Потери немцев, вероятно, чудовищны. Что-то дальше? Уже у Азовского моря – страшный риск».

«11. Х.41. Самые страшные для России дни, идут страшные бои – немцы бросили, кажется, все свои силы. «Ничего, вот-вот русские перейдут в наступление – и тогда…» Но ведь то же самое говорили, думали и чувствовали и в прошлом году в мае, когда немцы двинулись во Францию. «Ожесточенные бои… положение серьезное но не катастрофично…» – все это говорили и тогда…»

«17. Х.41. Пятница. Вчера вечером радио: взяты Калуга, Тверь (г. Калинин «по-советски») и Одесса. Русские, кажется, разбиты вдребезги. Должно быть, вот-вот будет взята Москва, потом Петербург… А война, должно быть, будет длиться всю зиму, – может быть, и больше. Подохнем с голоду».

Дневник Веры Николаевны: «Вошел Ян ко мне – «Слушали радио». Молчание. «И вот – взята Одесса, Калуга и Тверь. Помолчал, вышел».

«8. XII.41. В России 35 градусов мороза (по Цельсию). Русские атакуют и здорово бьют».

«13. XII.41. Русские взяли назад Ефремов, Ливны и еще что-то. В Ефремове были немцы! Непостижимо! И какой теперь этот Ефремов, где был дом брата Евгения, где похоронен и он, и Настя, и наша мать!»

«15. XII.41. Понедельник.

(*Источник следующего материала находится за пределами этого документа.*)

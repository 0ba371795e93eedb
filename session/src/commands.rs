use network::media::LocalTrack;
use session_core::{ComprehensionStatus, SessionIdentity};
use std::sync::Arc;

/// Commands from the embedding UI to the controller
#[derive(Debug, Clone)]
pub enum ControllerCommand {
    /// Teacher only
    SetSpotlight(SessionIdentity),
    /// Teacher only; `None` hands control back to the teacher
    SetWhiteboardController(Option<SessionIdentity>),
    SetHandRaised {
        identity: SessionIdentity,
        raised: bool,
    },
    SetComprehension {
        identity: SessionIdentity,
        status: ComprehensionStatus,
    },
    /// Teacher only; `None` resumes from the current remaining time
    StartTimer {
        seconds: Option<u32>,
    },
    /// Teacher only
    PauseTimer,
    /// Teacher only
    ResetTimer {
        seconds: u32,
    },
    /// Add a track to every link and renegotiate
    StartScreenShare(Arc<LocalTrack>),
    StopScreenShare,
    /// Teacher only; ends the session for everyone
    EndSession {
        reason: Option<String>,
    },
    /// Answered with `SessionEvent::Snapshot`
    RequestSnapshot,
    Leave,
}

Русские бьют».

«31. XII.41. Прекрасный солнечный день. Русские взяли Керчь и Феодосию».

«4. III.42. Полнолуние. Битва в России. Что-то будет? Это главное – судьба мира зависит от этого».

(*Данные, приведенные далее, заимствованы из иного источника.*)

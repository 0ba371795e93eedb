//! Configuration management for classmesh
//!
//! This crate handles loading, saving and accessing
//! client configuration.

use log::{debug, warn};
use serde::{Deserialize, Serialize};
use session_core::Error;
use std::fs;
use std::path::{Path, PathBuf};

/// Prefix of environment variables overriding file settings
pub const ENV_PREFIX: &str = "CLASSMESH";

/// Client settings
#[derive(Debug, Clone, PartialEq, Eq, Serialize, Deserialize)]
#[serde(default)]
pub struct Settings {
    /// Name shown to other participants
    pub display_name: String,

    /// List of STUN/TURN servers for peer connectivity
    pub ice_servers: Vec<String>,

    /// Per-member buffer of the in-process relay
    pub relay_capacity: usize,

    /// How long a link may stay negotiating before it is retried
    pub negotiation_timeout_secs: u64,

    /// Consecutive negotiation timeouts before a link is abandoned
    pub max_negotiation_retries: u32,

    /// Interval of the teacher's authoritative timer broadcasts
    pub timer_resync_secs: u64,

    /// Delay between relay resubscription attempts while offline
    pub resubscribe_secs: u64,
}

impl Default for Settings {
    fn default() -> Self {
        Self {
            display_name: "Anonymous".to_string(),
            ice_servers: vec![
                "stun:stun.l.google.com:19302".to_string(),
                "stun:stun1.l.google.com:3478".to_string(),
                "stun:stun2.l.google.com:19302".to_string(),
            ],
            relay_capacity: 256,
            negotiation_timeout_secs: 15,
            max_negotiation_retries: 3,
            timer_resync_secs: 5,
            resubscribe_secs: 3,
        }
    }
}

impl Settings {
    /// Reject values the session core cannot run with
    pub fn validate(&self) -> Result<(), Error> {
        let zero = [
            ("relay_capacity", self.relay_capacity == 0),
            ("negotiation_timeout_secs", self.negotiation_timeout_secs == 0),
            ("timer_resync_secs", self.timer_resync_secs == 0),
            ("resubscribe_secs", self.resubscribe_secs == 0),
        ];
        if let Some((name, _)) = zero.iter().find(|(_, is_zero)| *is_zero) {
            return Err(Error::Config(format!("{} must be greater than zero", name)));
        }
        if self.display_name.trim().is_empty() {
            return Err(Error::Config("display_name must not be empty".to_string()));
        }
        Ok(())
    }
}

/// Configuration manager
pub struct ConfigManager {
    settings: Settings,
    config_file: PathBuf,
}

impl ConfigManager {
    /// Load the user's config file with environment overrides applied
    pub fn new() -> Result<Self, Error> {
        let mut config_dir = dirs::config_dir()
            .ok_or_else(|| Error::Config("Failed to determine config directory".to_string()))?;
        config_dir.push("classmesh");

        if !config_dir.exists() {
            fs::create_dir_all(&config_dir)
                .map_err(|e| Error::Config(format!("Failed to create config directory: {}", e)))?;
        }

        Self::with_env_overrides(config_dir.join("config.toml"))
    }

    /// Create a ConfigManager with a custom file path (mainly for testing)
    pub fn with_file<P: AsRef<Path>>(path: P) -> Result<Self, Error> {
        let config_file = path.as_ref().to_path_buf();
        let settings = if config_file.exists() {
            Self::load_from_file(&config_file)?
        } else {
            debug!("Config file not found, using defaults");
            Settings::default()
        };
        settings.validate()?;

        Ok(Self {
            settings,
            config_file,
        })
    }

    /// Like [`ConfigManager::with_file`], with `CLASSMESH_*` variables on top
    pub fn with_env_overrides<P: AsRef<Path>>(path: P) -> Result<Self, Error> {
        let config_file = path.as_ref().to_path_buf();
        let layered = config::Config::builder()
            .add_source(
                config::File::from(config_file.as_path())
                    .format(config::FileFormat::Toml)
                    .required(false),
            )
            .add_source(
                config::Environment::with_prefix(ENV_PREFIX)
                    .try_parsing(true)
                    .list_separator(",")
                    .with_list_parse_key("ice_servers"),
            )
            .build()
            .map_err(|e| Error::Config(format!("Failed to read configuration: {}", e)))?;

        let settings: Settings = layered
            .try_deserialize()
            .map_err(|e| Error::Config(format!("Failed to parse configuration: {}", e)))?;
        settings.validate()?;

        Ok(Self {
            settings,
            config_file,
        })
    }

    /// Load settings from a TOML file
    fn load_from_file<P: AsRef<Path>>(path: P) -> Result<Settings, Error> {
        let contents = fs::read_to_string(path)
            .map_err(|e| Error::Config(format!("Failed to read config file: {}", e)))?;

        toml::from_str(&contents)
            .map_err(|e| Error::Config(format!("Failed to parse config file: {}", e)))
    }

    /// Save settings to the config file
    pub fn save(&self) -> Result<(), Error> {
        self.settings.validate()?;
        let toml = toml::to_string_pretty(&self.settings)
            .map_err(|e| Error::Config(format!("Failed to serialize settings: {}", e)))?;

        if let Some(parent) = self.config_file.parent() {
            if !parent.exists() {
                fs::create_dir_all(parent).map_err(|e| {
                    Error::Config(format!("Failed to create config directory: {}", e))
                })?;
            }
        }

        fs::write(&self.config_file, toml)
            .map_err(|e| Error::Config(format!("Failed to write config file: {}", e)))?;

        debug!("Saved config to {:?}", self.config_file);
        Ok(())
    }

    pub fn settings(&self) -> &Settings {
        &self.settings
    }

    pub fn settings_mut(&mut self) -> &mut Settings {
        &mut self.settings
    }

    /// Replace the settings, keeping the old ones if the new ones are invalid
    pub fn update_settings(&mut self, new_settings: Settings) -> Result<(), Error> {
        if let Err(e) = new_settings.validate() {
            warn!("Rejected settings update: {}", e);
            return Err(e);
        }
        self.settings = new_settings;
        Ok(())
    }
}

#[cfg(test)]
mod tests {
    use super::*;
    use tempfile::tempdir;

    #[test]
    fn default_settings() {
        let settings = Settings::default();
        assert_eq!(settings.display_name, "Anonymous");
        assert_eq!(settings.negotiation_timeout_secs, 15);
        assert_eq!(settings.max_negotiation_retries, 3);
        assert!(!settings.ice_servers.is_empty());
        assert!(settings.validate().is_ok());
    }

    #[test]
    fn save_and_load() {
        let temp_dir = tempdir().unwrap();
        let config_path = temp_dir.path().join("test_config.toml");

        let mut config = ConfigManager::with_file(&config_path).unwrap();
        config.settings_mut().display_name = "Ms. Rivera".to_string();
        config.settings_mut().timer_resync_secs = 10;

        config.save().unwrap();
        assert!(config_path.exists());

        let loaded_config = ConfigManager::with_file(&config_path).unwrap();
        assert_eq!(loaded_config.settings().display_name, "Ms. Rivera");
        assert_eq!(loaded_config.settings().timer_resync_secs, 10);
    }

    #[test]
    fn file_not_found_uses_defaults() {
        let temp_dir = tempdir().unwrap();
        let nonexistent_path = temp_dir.path().join("nonexistent.toml");

        let config = ConfigManager::with_file(&nonexistent_path).unwrap();
        assert_eq!(config.settings(), &Settings::default());
    }

    #[test]
    fn partial_file_keeps_remaining_defaults() {
        let temp_dir = tempdir().unwrap();
        let config_path = temp_dir.path().join("partial.toml");
        fs::write(&config_path, "display_name = \"Sam\"\nresubscribe_secs = 7\n").unwrap();

        let config = ConfigManager::with_file(&config_path).unwrap();
        assert_eq!(config.settings().display_name, "Sam");
        assert_eq!(config.settings().resubscribe_secs, 7);
        assert_eq!(config.settings().relay_capacity, 256);
    }

    #[test]
    fn zero_timeout_is_rejected() {
        let temp_dir = tempdir().unwrap();
        let config_path = temp_dir.path().join("bad.toml");
        fs::write(&config_path, "negotiation_timeout_secs = 0\n").unwrap();

        let result = ConfigManager::with_file(&config_path);
        assert!(matches!(result, Err(Error::Config(msg)) if msg.contains("negotiation_timeout_secs")));
    }

    #[test]
    fn invalid_update_keeps_previous_settings() {
        let temp_dir = tempdir().unwrap();
        let mut config = ConfigManager::with_file(temp_dir.path().join("c.toml")).unwrap();

        let mut next = config.settings().clone();
        next.display_name = "  ".to_string();
        assert!(config.update_settings(next).is_err());
        assert_eq!(config.settings().display_name, "Anonymous");
    }

    #[test_log::test]
    fn environment_overrides_file() {
        let temp_dir = tempdir().unwrap();
        let config_path = temp_dir.path().join("layered.toml");
        fs::write(&config_path, "display_name = \"File\"\nmax_negotiation_retries = 2\n").unwrap();

        std::env::set_var("CLASSMESH_MAX_NEGOTIATION_RETRIES", "5");
        let config = ConfigManager::with_env_overrides(&config_path);
        std::env::remove_var("CLASSMESH_MAX_NEGOTIATION_RETRIES");

        let config = config.unwrap();
        assert_eq!(config.settings().display_name, "File");
        assert_eq!(config.settings().max_negotiation_retries, 5);
    }
}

«3. VI.42. Май был необыкновенный – совершенно чудовищные битвы из-за Керчи и вокруг Харькова. Сейчас затишье – немцы, кажется, потерпели нечто небывалое. А на радио (сейчас одиннадцать вечера) они заливаются. Удивительно, – сколько б……го в этом пении, в языке! Думаю все время, что же впереди. Если немцы не победят – полная погибель их. Если победят – как может существовать страна, ненавидимая всем миром?»

«11. VII.42. Двенадцать часов вечера. В одиннадцать радио: Севастополь взят. Дорого, верно, достался».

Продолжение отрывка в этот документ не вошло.